The visits were less frequent due to the drive. My parents always ended the visits with: we love you and what to help you get better. They wanted to help me. Why would they allow the arguing and insults? It takes two people to tango, so it was not all my fault. But I was told I was the problem. It was ME who was causing the issues. I had to get better. It was like a goddamn pointing fingers game. I had to be the one who took responsibility for my actions…. (Take the blame) what about everyone else? I got yelled at for insults… did anyone else? I think not.
QUICK NOTE HERE: I am the child. I am supposed to make mistakes. To get angry, and yell once in a while, but what about the adults? Do they get punished? No. they get a slap on the hand and a get out of jail free card. The children have to be the responsible ones. When did that role switch? Can anyone tell me, because I missed the memo.
Anyway back to my story…while at Dettmer I grew very distant. I didn’t speak much. All I wanted was an escape from hell. A get out of jail card, not a free one, but a get out of jail card. Sadly life isn’t like monopoly and no matter how many times I rolled to get out of prison I never got out.
Questions or comments you know where to go: kazzie2008@hotmail.com
TheWho:
--- Quote from: "Che Gookin" ---Let's not be to premature about passing off torture as bullying. For all we know the "bullying" could have been the systematic targeting of one person by request of staff.
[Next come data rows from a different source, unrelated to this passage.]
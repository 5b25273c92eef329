//! Particle spawning.
//!
//! The particle count is derived from surface area at a fixed density, so
//! a resized surface gets a freshly sized population rather than stretched
//! survivors. Attribute ranges come from the [`EngineConfig`].

use glam::Vec2;
use rand::rngs::SmallRng;
use rand::Rng;

use crate::config::EngineConfig;
use crate::particle::Particle;
use crate::visuals::Rgba;

/// Number of particles for a surface of the given size.
///
/// `floor(area / density)`, at least 1 on any non-empty surface, capped by
/// `cfg.max_count` when set. A zero-area surface yields zero particles.
pub fn particle_count(width: f32, height: f32, cfg: &EngineConfig) -> usize {
    let area = width * height;
    if area <= 0.0 {
        return 0;
    }
    let count = ((area / cfg.density) as usize).max(1);
    match cfg.max_count {
        Some(max) => count.min(max),
        None => count,
    }
}

/// Produce a fresh particle population for a surface of the given size.
pub fn spawn(cfg: &EngineConfig, width: f32, height: f32, rng: &mut SmallRng) -> Vec<Particle> {
    let count = particle_count(width, height, cfg);
    (0..count).map(|_| spawn_one(cfg, width, height, rng)).collect()
}

fn spawn_one(cfg: &EngineConfig, width: f32, height: f32, rng: &mut SmallRng) -> Particle {
    let velocity = if cfg.max_speed > 0.0 {
        Vec2::new(
            rng.gen_range(-cfg.max_speed..cfg.max_speed),
            rng.gen_range(-cfg.max_speed..cfg.max_speed),
        )
    } else {
        Vec2::ZERO
    };

    let radius = if cfg.radius.end > cfg.radius.start {
        rng.gen_range(cfg.radius.start..cfg.radius.end)
    } else {
        cfg.radius.start
    };

    let color = if cfg.palette.is_empty() {
        Rgba::WHITE
    } else {
        cfg.palette[rng.gen_range(0..cfg.palette.len())]
    };

    Particle {
        position: Vec2::new(rng.gen_range(0.0..width), rng.gen_range(0.0..height)),
        velocity,
        radius,
        color,
    }
}

#[cfg(test)]
mod tests {
    use super::*;
    use rand::SeedableRng;

    fn rng() -> SmallRng {
        SmallRng::seed_from_u64(7)
    }

    #[test]
    fn test_count_follows_density() {
        let cfg = EngineConfig::drift();
        // 300 * 300 / 9000 = 10
        assert_eq!(particle_count(300.0, 300.0, &cfg), 10);
        // floor, not round
        assert_eq!(particle_count(300.0, 329.0, &cfg), 10);
    }

    #[test]
    fn test_count_clamps() {
        let cfg = EngineConfig::drift();
        // Tiny but non-empty surface still gets one particle
        assert_eq!(particle_count(10.0, 10.0, &cfg), 1);
        // Zero-area surface gets none
        assert_eq!(particle_count(0.0, 600.0, &cfg), 0);
        assert_eq!(particle_count(0.0, 0.0, &cfg), 0);
        // Large surface hits the drift cap
        assert_eq!(particle_count(1920.0, 1080.0, &cfg), 100);
    }

    #[test]
    fn test_mesh_count_is_uncapped() {
        let cfg = EngineConfig::mesh();
        assert_eq!(particle_count(1920.0, 1080.0, &cfg), 230);
    }

    #[test]
    fn test_spawn_attributes_in_range() {
        let cfg = EngineConfig::drift();
        let mut rng = rng();
        let particles = spawn(&cfg, 640.0, 480.0, &mut rng);
        assert_eq!(particles.len(), particle_count(640.0, 480.0, &cfg));

        for p in &particles {
            assert!(p.position.x >= 0.0 && p.position.x < 640.0);
            assert!(p.position.y >= 0.0 && p.position.y < 480.0);
            assert!(p.velocity.x.abs() < cfg.max_speed);
            assert!(p.velocity.y.abs() < cfg.max_speed);
            assert!(p.radius >= cfg.radius.start && p.radius < cfg.radius.end);
            assert!(cfg.palette.contains(&p.color));
        }
    }

    #[test]
    fn test_spawn_zero_area_is_empty() {
        let cfg = EngineConfig::mesh();
        let mut rng = rng();
        assert!(spawn(&cfg, 0.0, 480.0, &mut rng).is_empty());
    }

    #[test]
    fn test_spawn_uses_whole_palette() {
        let cfg = EngineConfig::drift();
        let mut rng = rng();
        let particles = spawn(&cfg, 3000.0, 3000.0, &mut rng);
        for color in &cfg.palette {
            assert!(particles.iter().any(|p| p.color == *color));
        }
    }
}
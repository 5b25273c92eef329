//! The particle model.

use glam::Vec2;

use crate::visuals::Rgba;

/// A single simulated point.
///
/// Position and velocity are in surface pixels and pixels per frame.
/// Radius and color are fixed at spawn and never mutated afterwards.
#[derive(Debug, Clone, PartialEq)]
pub struct Particle {
    /// Position in surface-local pixels.
    pub position: Vec2,
    /// Drift velocity in pixels per frame.
    pub velocity: Vec2,
    /// Disk radius in pixels.
    pub radius: f32,
    /// Fill color, including alpha.
    pub color: Rgba,
}
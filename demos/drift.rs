//! # Drifting Dust
//!
//! The full-window backdrop: translucent multicolor particles drifting
//! slowly, pushed aside when the pointer gets within 150 px.
//!
//! ## What This Demonstrates
//!
//! - `Backdrop::drift()` - the capped, repulsion-enabled preset
//! - Pointer repulsion as a transient position push (drift resumes as
//!   soon as the pointer leaves)
//!
//! ## Try This
//!
//! - Sweep the pointer through a cluster and watch it re-form
//! - Resize the window: the population respawns at the same density
//!
//! Run with: `cargo run --example drift`

use plexus::prelude::*;

fn main() {
    let result = Backdrop::drift()
        .with_title("Plexus - Drift")
        .with_window_size(1280, 720)
        .run();

    if let Err(e) = result {
        eprintln!("Backdrop error: {e}");
    }
}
I've seen it before and if you know anything about CEDU such shennanigans are common place in their raps. Captives are reduced to tears or worst by other students in front of staff and often at the encouragement of staff.
I'd call that abuse and mental torture.
--- End quote ---
Good point Che Gookin. If you read Katies story and the blog the abuse and mental torture incurred from the local public school system was unbearable. Katie was being abused terribly and her father pulling her from this destructive environment was the correct thing to do imo,(I don’t think anyone could effectively argue against this decision).
So if the local school system and local therapies are not working then there is only one logical next step and that is to seek help outside of the community which is what Michael did. If he cared about his money more then he cared about his daughter he would have just let her suffer thru school and hope she survived the abuse and suicide attempts long enough to graduate like many here suggest is the better route to take, ie doing nothing is better than any program.